:: Data shown ::
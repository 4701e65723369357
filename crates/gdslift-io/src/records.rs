//! GDSII record type codes.
//!
//! A type code is two bytes: the record kind in the high byte and the
//! payload data type in the low byte (0x00 none, 0x01 bit array, 0x02
//! two-byte int, 0x03 four-byte int, 0x05 eight-byte real, 0x06 string).

pub const HEADER: u16 = 0x0002;
pub const BGNLIB: u16 = 0x0102;
pub const LIBNAME: u16 = 0x0206;
pub const UNITS: u16 = 0x0305;
pub const ENDLIB: u16 = 0x0400;
pub const BGNSTR: u16 = 0x0502;
pub const STRNAME: u16 = 0x0606;
pub const ENDSTR: u16 = 0x0700;
pub const BOUNDARY: u16 = 0x0800;
pub const PATH: u16 = 0x0900;
pub const SREF: u16 = 0x0A00;
pub const AREF: u16 = 0x0B00;
pub const TEXT: u16 = 0x0C00;
pub const LAYER: u16 = 0x0D02;
pub const DATATYPE: u16 = 0x0E02;
pub const WIDTH: u16 = 0x0F03;
pub const XY: u16 = 0x1003;
pub const ENDEL: u16 = 0x1100;
pub const SNAME: u16 = 0x1206;
pub const COLROW: u16 = 0x1302;
pub const NODE: u16 = 0x1500;
pub const TEXTTYPE: u16 = 0x1602;
pub const PRESENTATION: u16 = 0x1701;
pub const STRING: u16 = 0x1906;
pub const STRANS: u16 = 0x1A01;
pub const MAG: u16 = 0x1B05;
pub const ANGLE: u16 = 0x1C05;
pub const PATHTYPE: u16 = 0x2102;
pub const ELFLAGS: u16 = 0x2601;
pub const NODETYPE: u16 = 0x2A02;
pub const PROPATTR: u16 = 0x2B02;
pub const PROPVALUE: u16 = 0x2C06;
pub const BOX: u16 = 0x2D00;
pub const BOXTYPE: u16 = 0x2E02;
pub const PLEX: u16 = 0x2F03;
pub const BGNEXTN: u16 = 0x3003;
pub const ENDEXTN: u16 = 0x3103;

/// Largest type code this decoder knows about; anything above it is
/// rejected by the endianness sniffer and counted as unknown by the
/// reader.
pub const MAX_KNOWN: u16 = ENDEXTN;

/// Human-readable name for logging and diagnostics.
pub fn name(record_type: u16) -> &'static str {
    match record_type {
        HEADER => "HEADER",
        BGNLIB => "BGNLIB",
        LIBNAME => "LIBNAME",
        UNITS => "UNITS",
        ENDLIB => "ENDLIB",
        BGNSTR => "BGNSTR",
        STRNAME => "STRNAME",
        ENDSTR => "ENDSTR",
        BOUNDARY => "BOUNDARY",
        PATH => "PATH",
        SREF => "SREF",
        AREF => "AREF",
        TEXT => "TEXT",
        LAYER => "LAYER",
        DATATYPE => "DATATYPE",
        WIDTH => "WIDTH",
        XY => "XY",
        ENDEL => "ENDEL",
        SNAME => "SNAME",
        COLROW => "COLROW",
        NODE => "NODE",
        TEXTTYPE => "TEXTTYPE",
        PRESENTATION => "PRESENTATION",
        STRING => "STRING",
        STRANS => "STRANS",
        MAG => "MAG",
        ANGLE => "ANGLE",
        PATHTYPE => "PATHTYPE",
        ELFLAGS => "ELFLAGS",
        NODETYPE => "NODETYPE",
        PROPATTR => "PROPATTR",
        PROPVALUE => "PROPVALUE",
        BOX => "BOX",
        BOXTYPE => "BOXTYPE",
        PLEX => "PLEX",
        BGNEXTN => "BGNEXTN",
        ENDEXTN => "ENDEXTN",
        _ => "UNKNOWN",
    }
}

pub fn is_known(record_type: u16) -> bool {
    name(record_type) != "UNKNOWN"
}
:::
> **Exercise objective**: In your reply, restate exactly the lines from the start of the records above through the line holding "pub const PROPVALUE: u16 = 0x2C06;", including both, and nothing else.

> **Answer to the exercise**:
repository 4701e65723369357
filename crates/gdslift-io/src/records.rs
//! GDSII record type codes.
//!
//! A type code is two bytes: the record kind in the high byte and the
//! payload data type in the low byte (0x00 none, 0x01 bit array, 0x02
//! two-byte int, 0x03 four-byte int, 0x05 eight-byte real, 0x06 string).

pub const HEADER: u16 = 0x0002;
pub const BGNLIB: u16 = 0x0102;
pub const LIBNAME: u16 = 0x0206;
pub const UNITS: u16 = 0x0305;
pub const ENDLIB: u16 = 0x0400;
pub const BGNSTR: u16 = 0x0502;
pub const STRNAME: u16 = 0x0606;
pub const ENDSTR: u16 = 0x0700;
pub const BOUNDARY: u16 = 0x0800;
pub const PATH: u16 = 0x0900;
pub const SREF: u16 = 0x0A00;
pub const AREF: u16 = 0x0B00;
pub const TEXT: u16 = 0x0C00;
pub const LAYER: u16 = 0x0D02;
pub const DATATYPE: u16 = 0x0E02;
pub const WIDTH: u16 = 0x0F03;
pub const XY: u16 = 0x1003;
pub const ENDEL: u16 = 0x1100;
pub const SNAME: u16 = 0x1206;
pub const COLROW: u16 = 0x1302;
pub const NODE: u16 = 0x1500;
pub const TEXTTYPE: u16 = 0x1602;
pub const PRESENTATION: u16 = 0x1701;
pub const STRING: u16 = 0x1906;
pub const STRANS: u16 = 0x1A01;
pub const MAG: u16 = 0x1B05;
pub const ANGLE: u16 = 0x1C05;
pub const PATHTYPE: u16 = 0x2102;
pub const ELFLAGS: u16 = 0x2601;
pub const NODETYPE: u16 = 0x2A02;
pub const PROPATTR: u16 = 0x2B02;
pub const PROPVALUE: u16 = 0x2C06;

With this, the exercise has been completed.